**Aim of the task**
Retype each entry below exactly as it stands.

# # # # # # #

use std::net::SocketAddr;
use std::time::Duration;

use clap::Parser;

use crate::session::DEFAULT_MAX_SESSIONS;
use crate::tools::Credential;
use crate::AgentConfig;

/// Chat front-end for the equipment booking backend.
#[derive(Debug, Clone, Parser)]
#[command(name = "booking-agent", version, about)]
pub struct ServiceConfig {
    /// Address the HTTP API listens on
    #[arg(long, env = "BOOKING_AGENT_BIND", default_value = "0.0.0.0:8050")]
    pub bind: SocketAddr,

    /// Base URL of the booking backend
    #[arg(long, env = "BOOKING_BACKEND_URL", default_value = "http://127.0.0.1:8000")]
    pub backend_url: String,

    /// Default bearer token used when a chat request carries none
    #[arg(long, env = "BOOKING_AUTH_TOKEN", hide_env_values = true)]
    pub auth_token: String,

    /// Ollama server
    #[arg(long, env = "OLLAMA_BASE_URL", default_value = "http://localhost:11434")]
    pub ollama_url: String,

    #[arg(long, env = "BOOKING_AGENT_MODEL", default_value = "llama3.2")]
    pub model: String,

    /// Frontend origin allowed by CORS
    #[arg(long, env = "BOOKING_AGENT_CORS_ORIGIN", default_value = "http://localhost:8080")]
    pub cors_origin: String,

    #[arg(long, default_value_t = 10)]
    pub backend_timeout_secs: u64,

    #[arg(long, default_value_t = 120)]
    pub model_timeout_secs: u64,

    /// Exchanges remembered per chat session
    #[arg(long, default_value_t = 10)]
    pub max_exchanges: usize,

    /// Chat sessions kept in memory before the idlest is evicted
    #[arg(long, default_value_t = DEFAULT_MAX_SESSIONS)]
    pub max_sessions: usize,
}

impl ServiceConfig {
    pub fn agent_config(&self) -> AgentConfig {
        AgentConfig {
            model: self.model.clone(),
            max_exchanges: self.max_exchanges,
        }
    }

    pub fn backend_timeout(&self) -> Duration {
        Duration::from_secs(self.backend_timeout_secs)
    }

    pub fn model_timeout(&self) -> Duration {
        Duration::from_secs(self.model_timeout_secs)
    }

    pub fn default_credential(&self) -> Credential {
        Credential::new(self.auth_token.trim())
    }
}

# # # # # # #

**Reply to the task**
use std::net::SocketAddr;
use std::time::Duration;

use clap::Parser;

use crate::session::DEFAULT_MAX_SESSIONS;
use crate::tools::Credential;
use crate::AgentConfig;

/// Chat front-end for the equipment booking backend.
#[derive(Debug, Clone, Parser)]
#[command(name = "booking-agent", version, about)]
pub struct ServiceConfig {
    /// Address the HTTP API listens on
    #[arg(long, env = "BOOKING_AGENT_BIND", default_value = "0.0.0.0:8050")]
    pub bind: SocketAddr,

    /// Base URL of the booking backend
    #[arg(long, env = "BOOKING_BACKEND_URL", default_value = "http://127.0.0.1:8000")]
    pub backend_url: String,

    /// Default bearer token used when a chat request carries none
    #[arg(long, env = "BOOKING_AUTH_TOKEN", hide_env_values = true)]
    pub auth_token: String,

    /// Ollama server
    #[arg(long, env = "OLLAMA_BASE_URL", default_value = "http://localhost:11434")]
    pub ollama_url: String,

    #[arg(long, env = "BOOKING_AGENT_MODEL", default_value = "llama3.2")]
    pub model: String,

    /// Frontend origin allowed by CORS
    #[arg(long, env = "BOOKING_AGENT_CORS_ORIGIN", default_value = "http://localhost:8080")]
    pub cors_origin: String,

    #[arg(long, default_value_t = 10)]
    pub backend_timeout_secs: u64,

    #[arg(long, default_value_t = 120)]
    pub model_timeout_secs: u64,

    /// Exchanges remembered per chat session
    #[arg(long, default_value_t = 10)]
    pub max_exchanges: usize,

    /// Chat sessions kept in memory before the idlest is evicted
    #[arg(long, default_value_t = DEFAULT_MAX_SESSIONS)]
    pub max_sessions: usize,
}

impl ServiceConfig {
    pub fn agent_config(&self) -> AgentConfig {
        AgentConfig {
            model: self.model.clone(),
            max_exchanges: self.max_exchanges,
        }
    }

    pub fn backend_timeout(&self) -> Duration {
        Duration::from_secs(self.backend_timeout_secs)
    }

    pub fn model_timeout(&self) -> Duration {
        Duration::from_secs(self.model_timeout_secs)
    }

    pub fn default_credential(&self) -> Credential {
        Credential::new(self.auth_token.trim())
    }
}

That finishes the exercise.